§ **Your objective**
Copy all lines in the material holding the string "RodRepository".

§ **Stored data**
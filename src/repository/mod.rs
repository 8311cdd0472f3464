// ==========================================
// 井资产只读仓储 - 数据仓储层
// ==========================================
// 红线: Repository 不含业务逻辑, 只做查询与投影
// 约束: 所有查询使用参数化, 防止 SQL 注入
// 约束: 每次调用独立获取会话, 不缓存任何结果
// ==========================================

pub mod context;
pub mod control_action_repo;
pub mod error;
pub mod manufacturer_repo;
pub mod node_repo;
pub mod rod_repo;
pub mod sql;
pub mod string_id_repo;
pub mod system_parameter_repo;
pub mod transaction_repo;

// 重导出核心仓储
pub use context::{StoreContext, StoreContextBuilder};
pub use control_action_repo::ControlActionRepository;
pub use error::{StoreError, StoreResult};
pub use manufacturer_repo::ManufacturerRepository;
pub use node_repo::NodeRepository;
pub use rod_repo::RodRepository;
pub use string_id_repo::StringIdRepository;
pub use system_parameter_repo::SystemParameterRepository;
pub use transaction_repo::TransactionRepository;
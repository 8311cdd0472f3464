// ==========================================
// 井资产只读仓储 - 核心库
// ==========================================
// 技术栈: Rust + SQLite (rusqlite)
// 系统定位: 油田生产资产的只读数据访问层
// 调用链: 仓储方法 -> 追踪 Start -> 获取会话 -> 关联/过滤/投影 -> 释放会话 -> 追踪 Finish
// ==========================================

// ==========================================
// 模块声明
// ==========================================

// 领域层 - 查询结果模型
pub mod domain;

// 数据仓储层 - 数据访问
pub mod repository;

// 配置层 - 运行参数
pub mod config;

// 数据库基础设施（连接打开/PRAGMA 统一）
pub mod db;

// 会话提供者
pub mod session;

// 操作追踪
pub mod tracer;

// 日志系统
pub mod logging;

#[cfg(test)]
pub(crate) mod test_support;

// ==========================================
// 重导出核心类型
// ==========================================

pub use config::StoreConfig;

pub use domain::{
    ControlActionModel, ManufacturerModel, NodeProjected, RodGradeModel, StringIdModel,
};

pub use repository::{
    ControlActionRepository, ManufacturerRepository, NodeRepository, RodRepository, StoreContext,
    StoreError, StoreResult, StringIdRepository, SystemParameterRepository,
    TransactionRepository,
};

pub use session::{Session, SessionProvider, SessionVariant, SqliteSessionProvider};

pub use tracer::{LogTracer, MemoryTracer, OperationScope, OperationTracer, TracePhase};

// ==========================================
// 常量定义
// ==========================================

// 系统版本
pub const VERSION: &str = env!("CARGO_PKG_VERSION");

--

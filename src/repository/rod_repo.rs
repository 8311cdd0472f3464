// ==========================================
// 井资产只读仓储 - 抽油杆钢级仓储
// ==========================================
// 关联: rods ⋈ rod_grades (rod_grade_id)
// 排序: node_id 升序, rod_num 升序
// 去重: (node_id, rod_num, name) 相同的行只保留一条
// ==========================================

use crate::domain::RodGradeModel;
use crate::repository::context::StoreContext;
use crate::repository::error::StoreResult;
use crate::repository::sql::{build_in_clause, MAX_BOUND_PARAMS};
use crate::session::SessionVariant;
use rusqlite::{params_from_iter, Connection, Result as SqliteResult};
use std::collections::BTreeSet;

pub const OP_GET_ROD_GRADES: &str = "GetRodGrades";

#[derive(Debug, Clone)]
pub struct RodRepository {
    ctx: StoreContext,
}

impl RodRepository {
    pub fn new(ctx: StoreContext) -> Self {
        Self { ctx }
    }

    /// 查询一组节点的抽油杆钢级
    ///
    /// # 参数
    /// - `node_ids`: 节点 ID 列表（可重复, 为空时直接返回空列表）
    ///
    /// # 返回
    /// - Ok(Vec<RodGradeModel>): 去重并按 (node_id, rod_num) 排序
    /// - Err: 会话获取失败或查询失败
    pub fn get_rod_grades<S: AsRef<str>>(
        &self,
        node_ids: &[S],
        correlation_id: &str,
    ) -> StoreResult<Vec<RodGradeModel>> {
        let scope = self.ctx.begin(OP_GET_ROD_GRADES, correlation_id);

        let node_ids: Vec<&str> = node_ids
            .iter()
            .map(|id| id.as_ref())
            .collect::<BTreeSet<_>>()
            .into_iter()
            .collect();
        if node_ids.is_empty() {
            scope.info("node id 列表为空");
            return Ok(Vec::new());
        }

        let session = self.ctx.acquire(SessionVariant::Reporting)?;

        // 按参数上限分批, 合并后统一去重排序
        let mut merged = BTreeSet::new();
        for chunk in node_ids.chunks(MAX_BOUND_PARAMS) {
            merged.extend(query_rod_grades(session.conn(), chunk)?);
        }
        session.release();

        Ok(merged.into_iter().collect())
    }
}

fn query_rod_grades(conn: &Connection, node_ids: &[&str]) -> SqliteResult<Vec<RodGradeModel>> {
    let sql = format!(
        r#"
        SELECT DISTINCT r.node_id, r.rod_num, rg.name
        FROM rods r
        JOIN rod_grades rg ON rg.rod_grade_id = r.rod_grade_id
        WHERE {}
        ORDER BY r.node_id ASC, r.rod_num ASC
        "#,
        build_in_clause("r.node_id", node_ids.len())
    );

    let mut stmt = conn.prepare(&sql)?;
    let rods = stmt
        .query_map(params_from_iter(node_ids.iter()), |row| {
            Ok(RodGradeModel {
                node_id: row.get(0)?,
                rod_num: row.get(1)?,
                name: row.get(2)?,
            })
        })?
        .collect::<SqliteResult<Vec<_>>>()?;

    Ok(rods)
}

...

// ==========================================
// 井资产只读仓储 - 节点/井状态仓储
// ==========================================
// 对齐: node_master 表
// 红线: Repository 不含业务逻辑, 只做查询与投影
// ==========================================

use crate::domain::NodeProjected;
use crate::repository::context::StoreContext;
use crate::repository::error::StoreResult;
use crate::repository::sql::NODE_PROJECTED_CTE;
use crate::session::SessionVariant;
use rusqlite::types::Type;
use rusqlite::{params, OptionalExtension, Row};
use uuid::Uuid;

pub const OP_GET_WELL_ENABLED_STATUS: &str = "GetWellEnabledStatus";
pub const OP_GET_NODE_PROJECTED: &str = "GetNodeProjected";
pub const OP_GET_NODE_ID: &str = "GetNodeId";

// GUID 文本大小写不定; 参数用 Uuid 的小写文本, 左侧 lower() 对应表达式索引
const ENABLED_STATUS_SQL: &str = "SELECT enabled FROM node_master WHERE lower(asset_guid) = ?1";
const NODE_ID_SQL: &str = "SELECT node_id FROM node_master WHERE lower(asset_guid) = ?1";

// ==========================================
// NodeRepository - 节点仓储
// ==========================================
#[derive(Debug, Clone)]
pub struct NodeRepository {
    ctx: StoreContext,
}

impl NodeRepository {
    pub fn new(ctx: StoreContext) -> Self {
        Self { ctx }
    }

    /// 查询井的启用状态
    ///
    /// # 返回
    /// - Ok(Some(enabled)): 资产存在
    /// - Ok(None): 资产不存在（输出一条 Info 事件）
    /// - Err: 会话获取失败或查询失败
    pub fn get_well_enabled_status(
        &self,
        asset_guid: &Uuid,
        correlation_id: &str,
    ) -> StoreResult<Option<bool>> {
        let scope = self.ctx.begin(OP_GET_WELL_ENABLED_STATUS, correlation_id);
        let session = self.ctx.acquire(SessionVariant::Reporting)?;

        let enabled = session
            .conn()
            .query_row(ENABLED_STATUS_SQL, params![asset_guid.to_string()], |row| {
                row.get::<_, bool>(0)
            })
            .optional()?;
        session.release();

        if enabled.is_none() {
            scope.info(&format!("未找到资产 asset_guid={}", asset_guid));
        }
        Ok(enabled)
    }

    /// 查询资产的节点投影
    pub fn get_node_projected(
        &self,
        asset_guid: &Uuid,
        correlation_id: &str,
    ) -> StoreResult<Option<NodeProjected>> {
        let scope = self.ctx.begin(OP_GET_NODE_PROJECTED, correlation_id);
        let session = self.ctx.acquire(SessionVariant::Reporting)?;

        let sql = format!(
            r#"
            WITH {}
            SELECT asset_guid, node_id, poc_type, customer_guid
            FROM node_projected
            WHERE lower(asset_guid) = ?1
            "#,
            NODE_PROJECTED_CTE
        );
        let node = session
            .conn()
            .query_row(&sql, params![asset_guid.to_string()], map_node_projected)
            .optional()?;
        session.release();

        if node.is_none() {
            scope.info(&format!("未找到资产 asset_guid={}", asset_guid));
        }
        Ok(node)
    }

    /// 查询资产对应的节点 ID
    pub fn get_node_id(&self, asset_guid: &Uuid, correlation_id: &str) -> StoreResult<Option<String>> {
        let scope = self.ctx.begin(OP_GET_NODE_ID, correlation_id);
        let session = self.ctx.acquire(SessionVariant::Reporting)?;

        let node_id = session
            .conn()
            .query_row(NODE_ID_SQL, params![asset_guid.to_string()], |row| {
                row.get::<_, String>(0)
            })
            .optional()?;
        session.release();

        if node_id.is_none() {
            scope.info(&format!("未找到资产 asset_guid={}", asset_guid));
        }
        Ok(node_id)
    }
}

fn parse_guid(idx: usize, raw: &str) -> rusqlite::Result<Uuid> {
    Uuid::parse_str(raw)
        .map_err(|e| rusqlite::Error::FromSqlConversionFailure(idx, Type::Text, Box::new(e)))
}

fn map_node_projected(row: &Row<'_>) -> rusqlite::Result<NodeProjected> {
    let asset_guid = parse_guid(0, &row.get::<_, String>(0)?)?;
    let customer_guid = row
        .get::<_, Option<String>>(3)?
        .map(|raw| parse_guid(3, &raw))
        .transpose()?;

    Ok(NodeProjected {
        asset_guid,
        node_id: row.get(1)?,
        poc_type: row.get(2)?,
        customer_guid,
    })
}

§ **Worked solution**
pub use rod_repo::RodRepository;
    ControlActionRepository, ManufacturerRepository, NodeRepository, RodRepository, StoreContext,
pub struct RodRepository {
impl RodRepository {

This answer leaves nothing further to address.